- What the task requires
Taking the first line of the listing as the start and the line containing "pub type WeightUpdateCallback" as the end, reproduce everything in between exactly, both ends included.

- Recorded information
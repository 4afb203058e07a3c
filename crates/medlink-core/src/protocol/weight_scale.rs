use std::sync::Arc;

use async_trait::async_trait;
use tracing::debug;

use medlink_types::{DeviceType, Measurement, WeightMeasurement, uuids};

use super::MeasurementProtocol;
use crate::error::{Error, Result};
use crate::session::{AttributeSession, Listener};

/// Receives every intermediate weight reading.
pub type WeightUpdateCallback = Arc<dyn Fn(&WeightMeasurement) + Send + Sync>;

/// Follows the scale's live readings until it signals completion.
///
/// A 5-byte frame is a reading; a frame of any other length ends the
/// measurement. There is no window: the run waits for the terminator or
/// for the link to drop.
#[derive(Clone, Default)]
pub struct WeightScaleProtocol {
    on_update: Option<WeightUpdateCallback>,
}

impl std::fmt::Debug for WeightScaleProtocol {
    fn fmt(&self, f: &mut std::fmt::Formatter<'_>) -> std::fmt::Result {
        f.debug_struct("WeightScaleProtocol")
            .field("on_update", &self.on_update.is_some())
            .finish()
    }
}

impl WeightScaleProtocol {
    pub fn new() -> Self {
        Self::default()
    }

    /// Report intermediate readings to `callback` as they arrive.
    #[must_use]
    pub fn on_update(mut self, callback: WeightUpdateCallback) -> Self {
        self.on_update = Some(callback);
        self
    }
}

#[async_trait]
impl MeasurementProtocol for WeightScaleProtocol {
    fn device_type(&self) -> DeviceType {
        DeviceType::WeightScale
    }

    #[tracing::instrument(level = "debug", skip_all)]
    async fn run(&self, session: &AttributeSession) -> Result<Option<Measurement>> {
        let (listener, mut rx) = Listener::channel();
        session
            .subscribe(uuids::WEIGHT_SCALE_MEASUREMENT, &listener)
            .await?;
        // only the session's registration keeps the channel open from here
        let listener_id = listener.id();
        drop(listener);

        let mut last = None;
        loop {
            let Some(frame) = rx.recv().await else {
                debug!("Link lost before the measurement completed");
                return Err(Error::NotConnected);
            };
            match WeightMeasurement::from_bytes(&frame.value) {
                Some(reading) => {
                    debug!(kilograms = reading.kilograms, "Weight reading");
                    if let Some(callback) = &self.on_update {
                        callback(&reading);
                    }
                    last = Some(reading);
                }
                None => {
                    debug!(len = frame.value.len(), "Measurement complete");
                    break;
                }
            }
        }

        if let Err(e) = session
            .unsubscribe_id(uuids::WEIGHT_SCALE_MEASUREMENT, listener_id)
            .await
        {
            debug!("Unsubscribe failed: {}", e);
        }
        Ok(last.map(Measurement::from))
    }
}

#[cfg(test)]
mod tests {
    use super::*;
    use std::sync::Mutex;

    use crate::mock::{MockOp, MockPeripheral};
    use crate::protocol::test_support::{ADDRESS, bound};
    use crate::traits::CharProperties;

    fn reading(raw: u16) -> Vec<u8> {
        let [hi, lo] = raw.to_be_bytes();
        vec![0xCF, 0x00, 0x00, hi, lo]
    }

    fn peripheral(frames: Vec<Vec<u8>>) -> Arc<MockPeripheral> {
        Arc::new(
            MockPeripheral::builder(ADDRESS.parse().unwrap())
                .characteristic(uuids::WEIGHT_SCALE_MEASUREMENT, CharProperties::NOTIFY)
                .on_subscribe(uuids::WEIGHT_SCALE_MEASUREMENT, frames)
                .build(),
        )
    }

    #[tokio::test]
    async fn test_terminator_returns_last_reading() {
        let p = peripheral(vec![reading(1400), reading(1470), vec![0xCF, 0x00]]);
        let session = bound(&p).await;

        let result = WeightScaleProtocol::new().run(&session).await.unwrap();
        let Some(Measurement::Weight(m)) = result else {
            panic!("expected weight, got {result:?}");
        };
        assert_eq!(m.kilograms, 73.5);
        assert_eq!(m.unit, "kilograms");
        assert_eq!(
            p.ops().last(),
            Some(&MockOp::Unsubscribe(uuids::WEIGHT_SCALE_MEASUREMENT))
        );
    }

    #[tokio::test]
    async fn test_updates_reported_in_order() {
        let p = peripheral(vec![reading(20), reading(40), reading(294), vec![]]);
        let session = bound(&p).await;
        let seen = Arc::new(Mutex::new(Vec::new()));
        let sink = Arc::clone(&seen);

        WeightScaleProtocol::new()
            .on_update(Arc::new(move |m: &WeightMeasurement| {
                sink.lock().unwrap().push(m.kilograms);
            }))
            .run(&session)
            .await
            .unwrap();
        assert_eq!(*seen.lock().unwrap(), vec![1.0, 2.0, 14.7]);
    }

    #[tokio::test]
    async fn test_immediate_terminator_is_none() {
        let p = peripheral(vec![vec![0u8; 8]]);
        let session = bound(&p).await;
        assert!(WeightScaleProtocol::new().run(&session).await.unwrap().is_none());
    }

    #[tokio::test]
    async fn test_link_loss_is_not_connected() {
        let p = peripheral(vec![reading(1400)]);
        let session = bound(&p).await;
        let closer = Arc::clone(&p);
        tokio::spawn(async move {
            while closer.ops().is_empty() {
                tokio::task::yield_now().await;
            }
            closer.close_notifications();
        });

        let result = WeightScaleProtocol::new().run(&session).await;
        assert!(matches!(result, Err(Error::NotConnected)));
    }
}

- Response to this task
repository 4afb203058e07a3c
filename crates/medlink-core/src/protocol/weight_scale.rs
use std::sync::Arc;

use async_trait::async_trait;
use tracing::debug;

use medlink_types::{DeviceType, Measurement, WeightMeasurement, uuids};

use super::MeasurementProtocol;
use crate::error::{Error, Result};
use crate::session::{AttributeSession, Listener};

/// Receives every intermediate weight reading.
pub type WeightUpdateCallback = Arc<dyn Fn(&WeightMeasurement) + Send + Sync>;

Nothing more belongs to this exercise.